# tipplers and highflyers



## whiteroller123 (Oct 9, 2009)

I am just wondering what are tippler and highflyer pigeons?

Thank you


----------



## Birdman79 (Aug 9, 2007)

Tipplers are endurance flying birds.Can fly very long hours depending on the strain ,feed,etc.Their flight height ranges from pins in the sky to medium low again depending on the above criteria.

Highflyers on the other hand fly so high they can become invisible to the naked eye.They also fly long hours,such as Pakistani,iranain,serbian,polish,armenians,etc.


----------



## Chilangz (Apr 3, 2008)

I hope this helps!!

http://en.wikipedia.org/wiki/Tippler

There are lots of breeds of highfliers named as per the region they come from


----------



## sunson (Nov 13, 2009)

Highflyers are pigeons that can fly high as as the name says 
What is high? 
Usually it is expected that highflyers can fly that high that the birds are just visibles as dark points in the blue sky or, still better, invisible to the naked eye of the observers on the ground. 
This is called <superior height> in highflying contest 
How high is this? There is much debate about that point as it depends very much on the air condition: humidity/temperature/turbulence and so on, but also on the number of pigeons in the highflying kit. In my opinion and based on a long experience (f.i. compared with the appearance of landing planes), pigeons get invisible when flying at about 600 m (±1800 feet) or higher. But some do not hesitate to dubble this figure. 
By laser telemetry it was once possible to measure a kit of 20 'invisible' Vienna highflyers at a height of 800m. So pigeons can fly quite high. By freeing pigeons from balloons it was once experienced that pigeons are not able to fly sustainly at >5000m.
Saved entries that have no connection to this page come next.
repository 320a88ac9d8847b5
//! Core SMTP types.

mod address;
mod extension;
mod reply;

pub use address::Address;
pub use extension::{AuthMechanism, Extension};
pub use reply::{Reply, ReplyCode};
//! Framed I/O for the SMTP protocol.
//!
//! SMTP replies are CRLF-terminated lines. Reading goes through a
//! `BufReader`, so however the server's bytes are split into TCP segments,
//! each call consumes exactly one line and no more.

#![allow(clippy::missing_errors_doc)]

use std::time::Duration;

use bytes::BytesMut;
use tokio::io::{AsyncBufReadExt, AsyncRead, AsyncWrite, AsyncWriteExt, BufReader};
use tracing::trace;

use crate::command::Command;
use crate::parser::ReplyAssembler;
use crate::types::Reply;
use crate::{Error, Result};

/// Default buffer size for reading.
const DEFAULT_BUFFER_SIZE: usize = 8192;

/// Maximum reply line length (RFC 5321 allows 512, servers exceed it).
const MAX_LINE_LENGTH: usize = 64 * 1024;

/// Line-oriented SMTP stream with per-operation timeouts.
#[derive(Debug)]
pub struct FramedStream<S> {
    reader: BufReader<S>,
    write_buffer: BytesMut,
    timeout: Duration,
}

impl<S> FramedStream<S>
where
    S: AsyncRead + AsyncWrite + Unpin,
{
    /// Creates a new framed stream.
    pub fn new(stream: S, timeout: Duration) -> Self {
        Self {
            reader: BufReader::with_capacity(DEFAULT_BUFFER_SIZE, stream),
            write_buffer: BytesMut::with_capacity(DEFAULT_BUFFER_SIZE),
            timeout,
        }
    }

    /// Returns the timeout applied to each read and write.
    pub const fn timeout(&self) -> Duration {
        self.timeout
    }

    /// Reads one complete reply, following `NNN-` continuation lines.
    ///
    /// Error codes are returned as part of the reply, not as errors.
    ///
    /// # Errors
    ///
    /// [`Error::MalformedResponse`] for a line that is not a reply line,
    /// [`Error::ConnectionClosed`] on EOF, [`Error::Timeout`] if a line does
    /// not arrive in time.
    pub async fn read_reply(&mut self) -> Result<Reply> {
        let mut assembler = ReplyAssembler::new();
        loop {
            let line = self.read_line().await?;
            trace!(line = %line, "S:");
            if let Some(reply) = assembler.push(&line)? {
                return Ok(reply);
            }
        }
    }

    /// Reads a single line, without its line ending.
    async fn read_line(&mut self) -> Result<String> {
        let timeout = self.timeout;
        tokio::time::timeout(timeout, self.read_line_inner())
            .await
            .map_err(|_| Error::Timeout(timeout))?
    }

    async fn read_line_inner(&mut self) -> Result<String> {
        let mut line = Vec::new();

        loop {
            let buf = self.reader.fill_buf().await?;
            if buf.is_empty() {
                return Err(Error::ConnectionClosed);
            }

            if let Some(pos) = buf.iter().position(|b| *b == b'\n') {
                line.extend_from_slice(&buf[..pos]);
                self.reader.consume(pos + 1);
                break;
            }

            let len = buf.len();
            line.extend_from_slice(buf);
            self.reader.consume(len);

            if line.len() > MAX_LINE_LENGTH {
                return Err(Error::MalformedResponse(format!(
                    "reply line longer than {MAX_LINE_LENGTH} bytes"
                )));
            }
        }

        if line.last() == Some(&b'\r') {
            line.pop();
        }
        Ok(String::from_utf8_lossy(&line).into_owned())
    }

    /// Writes a single command.
    pub async fn write_command(&mut self, command: &Command) -> Result<()> {
        self.write_commands(std::slice::from_ref(command)).await
    }

    /// Writes several commands in one burst (pipelining).
    pub async fn write_commands(&mut self, commands: &[Command]) -> Result<()> {
        let mut buffer = std::mem::take(&mut self.write_buffer);
        buffer.clear();
        for command in commands {
            command.encode(&mut buffer);
        }

        let result = self.write_raw(&buffer).await;
        self.write_buffer = buffer;
        result
    }

    /// Writes raw bytes (message content after DATA) and flushes.
    pub async fn write_raw(&mut self, data: &[u8]) -> Result<()> {
        let timeout = self.timeout;
        let stream = self.reader.get_mut();
        tokio::time::timeout(timeout, async {
            stream.write_all(data).await?;
            stream.flush().await
        })
        .await
        .map_err(|_| Error::Timeout(timeout))??;

        Ok(())
    }

    /// Returns true if bytes beyond the last consumed line are buffered.
    pub fn has_buffered_data(&self) -> bool {
        !self.reader.buffer().is_empty()
    }

    /// Gets a mutable reference to the underlying stream.
    pub fn get_mut(&mut self) -> &mut S {
        self.reader.get_mut()
    }

    /// Shuts down the write side of the underlying stream.
    pub async fn shutdown(&mut self) -> Result<()> {
        let timeout = self.timeout;
        tokio::time::timeout(timeout, self.reader.get_mut().shutdown())
            .await
            .map_err(|_| Error::Timeout(timeout))??;
        Ok(())
    }
}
This experience was performed as, at the end of the 19th. century, for it was believed that racing pigeons had to fly that high to <see> their loft from the place where they were released, in order to be able to orientate!!!!!!!!!!! 

Pigeons are still visible as <points> when flying at about 500m.

The so called <medium height> is noted when only flapping of the wings of the pigeons is visible , without any distinctive tail nor head. ±400m. (sometimes called butterfly-hight)

Below that every hight is called <lower height>, but some distinct also <starling height>(<±350m), <sparrow height>(>±350m) and <church tower height>(<±150m).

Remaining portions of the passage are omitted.